Just curious, but have the developers of any dbz game ever done this fight? Where they had a what if on Buu Saga gohan fighting Perfect Cell/Super Perfect Cell
I know that in Tenkaichi 1, Mystic Gohan has a what if fight with Bojack(5:54)
No, I don't think so... Though that is a good idea for a what-if.
Cipher wrote:Dragon Ball is the story of a kind-hearted, excitable child who uses the power of friendship to improve those around him as he grows into a dangerous obsessive who sometimes accidentally saves the world.
Depending on the version it would be one sided. If this is Pre-Ultimate Gohan, then Cell would win. If it's Ultimate Gohan, then he stomps really hard and smashes Cells head in. It would be interesting to see the banter though.
Why Dragon Ball Consistency in something such as power levels matter!
Spoiler:
Doctor. wrote:I've explained before, I'll just paraphrase myself.
Power levels establish tension and drama. People who care about them (well, people who care about them in a narrative) don't care about the big numbers or the fancy explosions. If you have character A who's so much above character B, who's the main character, you're gonna be left wondering how in the hell character B, the character we're supposed to care and root for, is going to escape the situation or overcome the odds. It makes us emotionally invested.

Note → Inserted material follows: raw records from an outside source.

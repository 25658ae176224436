//! Typed events raised by the round engine.
//!
//! The engine produces a sequence of events over a broadcast channel; the
//! boundary adapter fans them out to whatever transport is attached. Nothing
//! in the core knows about sockets.

use super::types::{RangeBet, RangeOption, SyncInfo};
use crate::settlement::ProfitEntry;
use serde::{Deserialize, Serialize};
use std::collections::HashMap;

/// Capacity of the outbound broadcast channel. Slow consumers lag rather
/// than backpressure the engine.
pub const EVENT_CHANNEL_CAPACITY: usize = 1_024;

#[derive(Debug, Clone, Serialize, Deserialize)]
#[serde(tag = "event", rename_all = "snake_case")]
pub enum RoundEvent {
    /// A new round was created; bets are being accepted.
    GameStarting {
        game_id: u64,
        max_win: i64,
        time_till_start_ms: u64,
    },

    /// Bets are locked in and the multiplier is rising.
    GameStarted {
        bets: HashMap<String, i64>,
        extra_bets: HashMap<String, i64>,
        range_bets: HashMap<String, Vec<RangeBet>>,
        demos: HashMap<String, bool>,
        /// Running total of commission volume booked at round starts.
        income_total: i64,
    },

    /// Periodic progress while the round runs.
    GameTick { elapsed_ms: u64 },

    /// The round ended; the committed hash is revealed.
    GameCrash {
        game_crash: u64,
        /// True when the end was a force point or administrative stop
        /// rather than the natural bust.
        forced: bool,
        elapsed_ms: u64,
        hash: String,
    },

    /// A bet was durably admitted into the starting round.
    PlayerBet {
        username: String,
        /// Position in the join order (display only).
        index: usize,
        demo: bool,
    },

    /// A bet resolved at a multiplier, automatically or manually.
    CashedOut {
        username: String,
        stopped_at: u64,
        extra_success: bool,
        amount: i64,
    },

    /// Bankroll and risk figures refreshed from the store.
    BankrollUpdate {
        bankroll: i64,
        demo_pool: i64,
        commission_percent: f64,
    },

    /// Stake bounds and related round configuration.
    BetInfoUpdate { info: SyncInfo },

    /// The operator's current range-bet menu.
    RangeInfoUpdate { ranges: Vec<RangeOption> },

    /// Settlement finished; per-player monetary outcome of the round.
    Settled {
        game_id: u64,
        profits: HashMap<String, ProfitEntry>,
    },

    /// Shutdown was requested; the current round will finish naturally.
    ShuttingDown,

    /// The round cycle has stopped.
    Shutdown,
}

impl RoundEvent {
    /// Short name used in logs.
    pub fn name(&self) -> &'static str {
        match self {
            RoundEvent::GameStarting { .. } => "game_starting",
            RoundEvent::GameStarted { .. } => "game_started",
            RoundEvent::GameTick { .. } => "game_tick",
            RoundEvent::GameCrash { .. } => "game_crash",
            RoundEvent::PlayerBet { .. } => "player_bet",
            RoundEvent::CashedOut { .. } => "cashed_out",
            RoundEvent::BankrollUpdate { .. } => "update_bankroll",
            RoundEvent::BetInfoUpdate { .. } => "update_bet_info",
            RoundEvent::RangeInfoUpdate { .. } => "update_range_info",
            RoundEvent::Settled { .. } => "settled",
            RoundEvent::ShuttingDown => "shutting_down",
            RoundEvent::Shutdown => "shutdown",
        }
    }
}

If character B doesn't escape the situation in a believable way that's consistent with previous events, then that emotional investment is gone. It was pointless tension, pointless drama made just to suck in the viewer. It has no critical value whatsoever. The audience is left believing that the author can just create whatever scenarios he wants and what happens to the characters is decided by whatever the author wants to happen, regardless of the events that happened in the story. Which, in fairness, is what happens, but the audience wants to be fooled. The audience wants to know that the world they're following has rules. That the world they're invested in isn't going to bend to external factors that are irrelevant to them.
An author can do whatever he wants with the characters, that's not false. But the author should also have the responsibility to make sure it fits in cohesively with the other events in the narrative he has created.